Bei der Streitwertfestsetzung vom 16.03.2015 hat es sein Bewenden.

Gründe

I.

Der Senat hat mit Beschluss vom 16.03.2015 den Streitwert für das Berufungsverfahren auf 48.106,10 € festgesetzt. Der Festsetzung zugrunde gelegt wurde die Schadensberechnung der Klagepartei im Schriftsatz vom 25.09.2014, S. 5, allerdings ohne den entgangenen Gewinn von 25.173,18 €. Den Feststellungsantrag hat der Senat entsprechend dem Schriftsatz der Klagepartei vom 25.09.2014, S. 7 mit 5.112,92 € bewertet.

Nach rechtskräftigem Abschluss des Verfahrens erheben die Beklagtenvertreter aus eigenem Recht mit Schriftsatz vom 09.05.2017 Gegenvorstellung gegen die Streitwertfestsetzung.

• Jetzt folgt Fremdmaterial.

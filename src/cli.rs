// ABOUTME: Command-line interface definition using clap derive macros.
// ABOUTME: Defines all subcommands and their arguments.

use clap::{Parser, Subcommand};
use std::path::PathBuf;
use std::time::Duration;

#[derive(Parser)]
#[command(name = "greenswap")]
#[command(about = "Blue-green deployments for managed application platforms")]
#[command(version)]
pub struct Cli {
    /// Enable debug logging
    #[arg(short, long, global = true)]
    pub verbose: bool,

    /// Only print final results
    #[arg(short, long, global = true, conflicts_with = "json")]
    pub quiet: bool,

    /// Print JSON lines
    #[arg(long, global = true)]
    pub json: bool,

    #[command(subcommand)]
    pub command: Commands,
}

#[derive(Subcommand)]
pub enum Commands {
    /// Initialize a new greenswap.yml manifest
    Init {
        /// Application name
        #[arg(short, long)]
        name: Option<String>,

        /// Overwrite an existing manifest
        #[arg(short, long)]
        force: bool,
    },

    /// Check a manifest and show the requests it resolves to
    Validate {
        /// Manifest path (discovered in the current directory by default)
        #[arg(short, long)]
        file: Option<PathBuf>,
    },

    /// Run blue-green deploys of the manifest against a simulated platform
    Simulate {
        /// Manifest path (discovered in the current directory by default)
        #[arg(short, long)]
        file: Option<PathBuf>,

        /// Logical environment to deploy (defaults to the first declared)
        #[arg(short, long)]
        environment: Option<String>,

        /// Version labels to deploy in order
        #[arg(long, value_delimiter = ',', default_value = "1.0.0,2.0.0")]
        versions: Vec<String>,

        /// Make the last version's environment never turn healthy
        #[arg(long)]
        fail_health: bool,

        /// Interval between status queries
        #[arg(long, value_parser = parse_duration, default_value = "50ms")]
        interval: Duration,

        /// Bound on waiting for a new environment to turn healthy
        #[arg(long, value_parser = parse_duration, default_value = "5s")]
        health_timeout: Duration,

        /// Keep the application instead of removing it at the end
        #[arg(long)]
        keep: bool,
    },
}

fn parse_duration(value: &str) -> Result<Duration, String> {
    humantime_serde::re::humantime::parse_duration(value).map_err(|e| e.to_string())
}
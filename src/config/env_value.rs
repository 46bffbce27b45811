// ABOUTME: Option values with environment variable interpolation.
// ABOUTME: Handles scalar literals and references to environment variables.

use crate::error::{Error, Result};
use serde::Deserialize;
use std::collections::BTreeMap;

/// A manifest option value: a literal or a reference to a process
/// environment variable with an optional fallback.
#[derive(Debug, Clone, PartialEq, Eq, Deserialize)]
#[serde(from = "RawEnvValue")]
pub enum EnvValue {
    Literal(String),
    FromEnv {
        var: String,
        default: Option<String>,
    },
}

impl EnvValue {
    pub fn literal(value: impl Into<String>) -> Self {
        EnvValue::Literal(value.into())
    }

    pub fn resolve(&self) -> Result<String> {
        match self {
            EnvValue::Literal(s) => Ok(s.clone()),
            EnvValue::FromEnv { var, default } => match std::env::var(var) {
                Ok(val) => Ok(val),
                Err(_) => default
                    .clone()
                    .ok_or_else(|| Error::MissingEnvVar(var.clone())),
            },
        }
    }
}

pub fn resolve_env_map(map: &BTreeMap<String, EnvValue>) -> Result<BTreeMap<String, String>> {
    map.iter()
        .map(|(k, v)| v.resolve().map(|resolved| (k.clone(), resolved)))
        .collect()
}

// YAML option values are often bare numbers or booleans (`MinSize: 1`).
#[derive(Deserialize)]
#[serde(untagged)]
enum RawEnvValue {
    Text(String),
    Number(serde_yaml::Number),
    Flag(bool),
    FromEnv {
        env: String,
        #[serde(default)]
        default: Option<Scalar>,
    },
}

#[derive(Deserialize)]
#[serde(untagged)]
enum Scalar {
    Text(String),
    Number(serde_yaml::Number),
    Flag(bool),
}

impl Scalar {
    fn into_string(self) -> String {
        match self {
            Scalar::Text(s) => s,
            Scalar::Number(n) => n.to_string(),
            Scalar::Flag(b) => b.to_string(),
        }
    }
}

impl From<RawEnvValue> for EnvValue {
    fn from(raw: RawEnvValue) -> Self {
        match raw {
            RawEnvValue::Text(s) => EnvValue::Literal(s),
            RawEnvValue::Number(n) => EnvValue::Literal(n.to_string()),
            RawEnvValue::Flag(b) => EnvValue::Literal(b.to_string()),
            RawEnvValue::FromEnv { env, default } => EnvValue::FromEnv {
                var: env,
                default: default.map(Scalar::into_string),
            },
        }
    }
}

Sie meinen, der entgangene Gewinn müsse bei der Bewertung des Streitwertes berücksichtigt werden.

II.

Zwar ist die Gegenvorstellung in entsprechender Anwendung des § 32 Abs. 2 Satz 1 RVG, § 68 Abs. 1 Satz 1 GKG statthaft und auch innerhalb der analog geltenden sechsmonatigen Frist des § 68 Abs. 1 Satz 3, § 63 Abs. 3 Satz 2 GKG eingelegt worden (vgl. BGH vom 07.02.2017, Az. XI ZR 366/15).

Sie ist aber unbegründet. Das Vorbringen der Beklagtenvertreter rechtfertigt keine Abänderung der Streitwertfestsetzung.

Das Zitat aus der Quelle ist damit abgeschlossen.